Apple store employees in a Baltimore suburb voted to unionise by a nearly two-to-one margin on Saturday, a union said, amid a growing push across US retail, service and technology industries to organise for greater workplace protections.
The retail workers in Towson, Maryland, voted 65-33 to seek entry into the International Association of Machinists and Aerospace Workers, the union’s announcement said. The vote could not immediately be confirmed with the National Labor Relations Board (NLRB), which would have to certify the outcome.
An NLRB spokeswoman referred initial queries about the vote to its regional office, which was closed late on Saturday.
Apple declined to comment on the development, a company spokesperson Josh Lipton told The Associated Press by phone.
The union and the employees who wanted to join said they had sent Apple chief executive Tim Cook notice last month that they were seeking to organise a union.
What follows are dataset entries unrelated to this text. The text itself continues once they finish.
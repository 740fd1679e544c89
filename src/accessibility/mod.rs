//! Accessibility tree access
//!
//! Providers expose the desktop's accessible objects as detached
//! `AccessibleNode` snapshots. The live provider talks AT-SPI2 over D-Bus
//! (feature `atspi`); `MemoryProvider` serves a stored tree.

pub mod memory;
pub mod node;
pub mod roles;
pub mod states;

#[cfg(feature = "atspi")]
pub mod atspi_bus;

pub use memory::MemoryProvider;
pub use node::{AccessibleNode, ApplicationInfo, Bounds};
pub use roles::Role;
pub use states::StateSet;

use crate::state::config::Config;
use crate::{NvdaError, Result};

/// Source of accessibility information
pub trait AccessibilityProvider: Send {
    /// Connect to the accessibility bus
    fn initialize(&mut self) -> Result<()>;

    /// Node holding keyboard focus, if any
    fn focused_node(&mut self) -> Result<Option<AccessibleNode>>;

    /// Application owning the focused node
    fn focused_application(&mut self) -> Result<Option<ApplicationInfo>>;

    /// Deepest visible node at a screen position
    fn node_at_point(&mut self, x: i32, y: i32) -> Result<Option<AccessibleNode>>;

    /// Running applications
    fn applications(&mut self) -> Result<Vec<ApplicationInfo>>;

    /// Application by name, ignoring case
    fn find_application(&mut self, name: &str) -> Result<Option<ApplicationInfo>> {
        let wanted = name.to_lowercase();
        Ok(self
            .applications()?
            .into_iter()
            .find(|app| app.name.to_lowercase() == wanted))
    }

    /// Run a named action (e.g. "click") on a node
    fn perform_action(&mut self, node_id: &str, action: &str) -> Result<()>;

    /// Title of the window holding focus
    fn window_title(&mut self) -> Result<Option<String>>;

    /// Release the bus connection
    fn shutdown(&mut self) -> Result<()>;

    /// Provider name for logs
    fn name(&self) -> &'static str;
}

/// Create the live provider configured for this platform
pub fn create_provider(config: &Config) -> Result<Box<dyn AccessibilityProvider>> {
    if !config.platform_feature("linux", "atspi") {
        return Err(NvdaError::Accessibility(
            "AT-SPI disabled in configuration (platforms.linux.atspi)".to_string(),
        ));
    }

    #[cfg(feature = "atspi")]
    {
        Ok(Box::new(atspi_bus::AtspiProvider::new()?))
    }

    #[cfg(not(feature = "atspi"))]
    {
        Err(NvdaError::Accessibility(
            "Built without AT-SPI support (enable the `atspi` feature)".to_string(),
        ))
    }
}

#[cfg(test)]
mod tests {
    use super::*;

    #[test]
    fn test_disabled_in_config() {
        let mut config = Config::defaults();
        config.set("platforms", "linux.atspi", "false");
        let err = create_provider(&config).err().map(|e| e.to_string());
        assert_eq!(
            err.as_deref(),
            Some("Accessibility error: AT-SPI disabled in configuration (platforms.linux.atspi)")
        );
    }
}
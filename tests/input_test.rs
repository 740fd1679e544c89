//! Input system tests
//!
//! Drives the input manager and keymap with synthetic key events the way
//! the listener thread would.

use nvda_linux::input::{
    Action, Gesture, InputManager, KeyCode, KeyEvent, KeyState, Keymap, Modifiers,
};
use nvda_linux::state::config::Config;
use std::time::{Duration, Instant};

fn press(manager: &mut InputManager, keys: &[KeyCode]) -> Option<Gesture> {
    let mut gesture = None;
    for key in keys {
        gesture = manager.handle_event(&KeyEvent::pressed(*key));
    }
    for key in keys.iter().rev() {
        manager.handle_event(&KeyEvent::released(*key));
    }
    gesture
}

#[test]
fn test_nvda_key_from_config() {
    let mut config = Config::defaults();
    config.set("keyboard", "insert_as_modifier", "false");
    let mut manager = InputManager::new(KeyState::from_config(&config));

    let g = press(&mut manager, &[KeyCode::CAPS_LOCK, KeyCode::T]).unwrap();
    assert_eq!(g.modifiers, Modifiers::NVDA);

    // Insert is now an ordinary key
    let g = press(&mut manager, &[KeyCode::INSERT]).unwrap();
    assert_eq!(g.to_string(), "insert");
}

#[test]
fn test_gesture_to_action() {
    let config = Config::defaults();
    let mut manager = InputManager::new(KeyState::from_config(&config));
    let mut keymap = Keymap::from_config(&config);

    let g = press(&mut manager, &[KeyCode::INSERT, KeyCode::LEFT_SHIFT, KeyCode::A]).unwrap();
    assert_eq!(g.to_string(), "nvda+shift+a");
    assert_eq!(keymap.resolve(g, Instant::now()), Some(Action::SayApplications));

    let g = press(&mut manager, &[KeyCode::A]).unwrap();
    assert_eq!(keymap.resolve(g, Instant::now()), None);
}

#[test]
fn test_double_press_spells() {
    let config = Config::defaults();
    let mut manager = InputManager::new(KeyState::from_config(&config));
    let mut keymap = Keymap::from_config(&config);
    let t0 = Instant::now();

    let g = press(&mut manager, &[KeyCode::INSERT, KeyCode::TAB]).unwrap();
    assert_eq!(keymap.resolve(g, t0), Some(Action::SayFocus));
    let g = press(&mut manager, &[KeyCode::INSERT, KeyCode::TAB]).unwrap();
    assert_eq!(
        keymap.resolve(g, t0 + Duration::from_millis(250)),
        Some(Action::SpellFocus)
    );
}

#[test]
fn test_double_press_timeout_from_config() {
    let mut config = Config::defaults();
    config.set("keyboard", "double_press_timeout", "100");
    let mut keymap = Keymap::from_config(&config);
    let g: Gesture = "nvda+tab".parse().unwrap();
    let t0 = Instant::now();

    keymap.resolve(g, t0);
    assert_eq!(
        keymap.resolve(g, t0 + Duration::from_millis(250)),
        Some(Action::SayFocus)
    );
}

#[test]
fn test_user_gestures() {
    let mut config = Config::defaults();
    config.set("gestures", "nvda+shift+t", "say_title");
    config.set("gestures", "nvda+t", "none");
    let keymap = Keymap::from_config(&config);

    let custom: Gesture = "nvda+shift+t".parse().unwrap();
    assert_eq!(keymap.lookup(&custom).map(|b| b.action), Some(Action::SayTitle));
    assert!(keymap.describe(&custom).is_some());
    assert!(keymap.lookup(&"nvda+t".parse().unwrap()).is_none());
}

#[test]
fn test_repeat_events_do_not_form_gestures() {
    let config = Config::defaults();
    let mut manager = InputManager::new(KeyState::from_config(&config));
    manager.handle_event(&KeyEvent::pressed(KeyCode::A));
    let repeat = KeyEvent {
        code: KeyCode::A,
        state: nvda_linux::input::KeyEventKind::Repeat,
    };
    assert_eq!(manager.handle_event(&repeat), None);
    assert!(manager.key_state().is_pressed(KeyCode::A));
}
The statement said their driving motivation was to seek “rights we do not currently have”. It added that the workers had recently organised in the Coalition of Organised Retail Employees, or Core.
“I applaud the courage displayed by Core members at the Apple store in Towson for achieving this historic victory,” said IAM International President Robert Martinez Jr in the statement. “They made a huge sacrifice for thousands of Apple employees across the nation who had all eyes on this election.”
Mr Martinez called on Apple to respect the election results and to let the unionising employees fast-track efforts to secure a contract at the Towson location.
The union bills itself as one of the largest and most diverse industrial trade unions in North America, representing approximately 600,000 active and retired members in the aerospace, defence, airlines, railroad, transit, healthcare, automotive, and other industries.
The Apple store unionisation comes against a backdrop of other labour organising nationwide, with some of the efforts rebuffed.
Amazon workers at a warehouse in New York City voted to unionise in April, the first successful US organising effort in the retail giant’s history.
However, Amazon workers at a Staten Island warehouse overwhelmingly rejected a union bid last month.
Starbucks workers at dozens of US stores have voted to unionise in recent months, after two of the coffee chain’s stores in Buffalo, New York, voted to unionise late last year.
Many unionisation efforts have been led by young workers in their 20s and even in their teens. A group of Google engineers and other workers formed Alphabet Workers Union last year, which represents around 800 Google employees and is run by five people who are under 35.